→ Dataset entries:
━━━━━━━━━━

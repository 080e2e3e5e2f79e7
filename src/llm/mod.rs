//! LLM seam used by the conversation engine.
//!
//! The engine only sees [`LlmClient`]; the concrete provider is an
//! OpenAI-compatible chat-completions client.

pub mod openai;

use async_trait::async_trait;
use serde::{Deserialize, Serialize};
use serde_json::Value;

use crate::error::LlmError;

pub use self::openai::OpenAiClient;

#[derive(Debug, Clone, Copy, PartialEq, Eq, Serialize, Deserialize)]
#[serde(rename_all = "lowercase")]
pub enum Role {
    User,
    Assistant,
    Tool,
}

/// A tool invocation requested by the model.
#[derive(Debug, Clone, PartialEq, Serialize, Deserialize)]
pub struct ToolCall {
    pub id: String,
    pub name: String,
    pub arguments: Value,
}

/// One message of a thread's history.
#[derive(Debug, Clone, PartialEq, Serialize, Deserialize)]
pub struct ChatMessage {
    pub role: Role,
    pub content: String,
    #[serde(default, skip_serializing_if = "Vec::is_empty")]
    pub tool_calls: Vec<ToolCall>,
    /// Set on [`Role::Tool`] messages: the call this result answers.
    #[serde(default, skip_serializing_if = "Option::is_none")]
    pub tool_call_id: Option<String>,
    #[serde(default, skip_serializing_if = "Option::is_none")]
    pub name: Option<String>,
}

impl ChatMessage {
    pub fn user(content: impl Into<String>) -> Self {
        Self {
            role: Role::User,
            content: content.into(),
            tool_calls: Vec::new(),
            tool_call_id: None,
            name: None,
        }
    }

    pub fn assistant(content: impl Into<String>, tool_calls: Vec<ToolCall>) -> Self {
        Self {
            role: Role::Assistant,
            content: content.into(),
            tool_calls,
            tool_call_id: None,
            name: None,
        }
    }

    pub fn tool_result(call: &ToolCall, content: impl Into<String>) -> Self {
        Self {
            role: Role::Tool,
            content: content.into(),
            tool_calls: Vec::new(),
            tool_call_id: Some(call.id.clone()),
            name: Some(call.name.clone()),
        }
    }
}

/// Tool schema advertised to the model.
#[derive(Debug, Clone, PartialEq, Serialize)]
pub struct ToolDefinition {
    pub name: String,
    pub description: String,
    pub parameters: Value,
}

#[derive(Debug, Clone)]
pub struct CompletionRequest {
    pub system: String,
    pub messages: Vec<ChatMessage>,
    pub tools: Vec<ToolDefinition>,
}

#[derive(Debug, Clone, Copy, Default, PartialEq, Eq)]
pub struct TokenUsage {
    pub input_tokens: u32,
    pub output_tokens: u32,
}

#[derive(Debug, Clone, PartialEq)]
pub struct Completion {
    pub content: String,
    pub tool_calls: Vec<ToolCall>,
    pub model: String,
    pub usage: TokenUsage,
}

#[async_trait]
pub trait LlmClient: Send + Sync {
    fn model_name(&self) -> &str;

    async fn complete(&self, request: CompletionRequest) -> Result<Completion, LlmError>;
}
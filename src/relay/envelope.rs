//! The `{success, data | error}` envelope spoken between relay and agent backend.

use serde::de::Error as _;
use serde::{Deserialize, Deserializer, Serialize, Serializer};
use serde_json::Value;

/// Normalized outcome of one agent invocation.
///
/// Exactly one of payload or error exists by construction; the wire form is
/// `{"success":true,"data":...}` or `{"success":false,"error":"..."}`.
#[derive(Debug, Clone, PartialEq)]
pub enum ResponseEnvelope {
    Success { data: Value },
    Failure { error: String },
}

impl ResponseEnvelope {
    pub fn success(data: Value) -> Self {
        Self::Success { data }
    }

    pub fn failure(error: impl Into<String>) -> Self {
        Self::Failure {
            error: error.into(),
        }
    }

    pub fn into_result(self) -> Result<Value, String> {
        match self {
            Self::Success { data } => Ok(data),
            Self::Failure { error } => Err(error),
        }
    }
}

#[derive(Serialize)]
struct WireOut<'a> {
    success: bool,
    #[serde(skip_serializing_if = "Option::is_none")]
    data: Option<&'a Value>,
    #[serde(skip_serializing_if = "Option::is_none")]
    error: Option<&'a str>,
}

#[derive(Deserialize)]
struct WireIn {
    success: bool,
    #[serde(default)]
    data: Option<Value>,
    #[serde(default)]
    error: Option<Value>,
}

impl Serialize for ResponseEnvelope {
    fn serialize<S: Serializer>(&self, serializer: S) -> Result<S::Ok, S::Error> {
        let wire = match self {
            Self::Success { data } => WireOut {
                success: true,
                data: Some(data),
                error: None,
            },
            Self::Failure { error } => WireOut {
                success: false,
                data: None,
                error: Some(error),
            },
        };
        wire.serialize(serializer)
    }
}

impl<'de> Deserialize<'de> for ResponseEnvelope {
    fn deserialize<D: Deserializer<'de>>(deserializer: D) -> Result<Self, D::Error> {
        let wire = WireIn::deserialize(deserializer)?;
        if wire.success {
            if wire.error.is_some() {
                return Err(D::Error::custom(
                    "envelope carries both success and an error",
                ));
            }
            return Ok(Self::Success {
                data: wire.data.unwrap_or(Value::Null),
            });
        }

        let error = match wire.error {
            Some(Value::String(text)) => text,
            Some(Value::Null) | None => "Agent backend reported failure without detail".to_string(),
            Some(other) => other.to_string(),
        };
        Ok(Self::Failure { error })
    }
}

#[cfg(test)]
mod tests {
    use super::*;
    use serde_json::json;

    #[test]
    fn wire_shapes() {
        assert_eq!(
            serde_json::to_value(ResponseEnvelope::success(json!({"tokenId": "0.0.5"})))
                .expect("json"),
            json!({"success": true, "data": {"tokenId": "0.0.5"}})
        );
        assert_eq!(
            serde_json::to_value(ResponseEnvelope::failure("insufficient balance")).expect("json"),
            json!({"success": false, "error": "insufficient balance"})
        );
    }

    #[test]
    fn missing_data_is_null() {
        let env: ResponseEnvelope =
            serde_json::from_value(json!({"success": true})).expect("parse");
        assert_eq!(env, ResponseEnvelope::success(Value::Null));
    }

    #[test]
    fn failure_without_text_gets_placeholder() {
        let env: ResponseEnvelope =
            serde_json::from_value(json!({"success": false})).expect("parse");
        assert!(env.into_result().unwrap_err().contains("without detail"));
    }

    #[test]
    fn structured_error_is_stringified() {
        let env: ResponseEnvelope =
            serde_json::from_value(json!({"success": false, "error": {"code": 7}})).expect("parse");
        assert_eq!(env, ResponseEnvelope::failure(r#"{"code":7}"#));
    }

    #[test]
    fn contradictory_envelope_is_rejected() {
        let parsed = serde_json::from_value::<ResponseEnvelope>(
            json!({"success": true, "data": 1, "error": "x"}),
        );
        assert!(parsed.is_err());
    }

    #[test]
    fn missing_success_flag_is_rejected() {
        assert!(serde_json::from_value::<ResponseEnvelope>(json!({"data": 1})).is_err());
    }
}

━━━━━━━━━━

→ Work request:
Would you copy all lines in the records where the string "invocation" appears?

→ Solved problem:
/// A tool invocation requested by the model.
/// Normalized outcome of one agent invocation.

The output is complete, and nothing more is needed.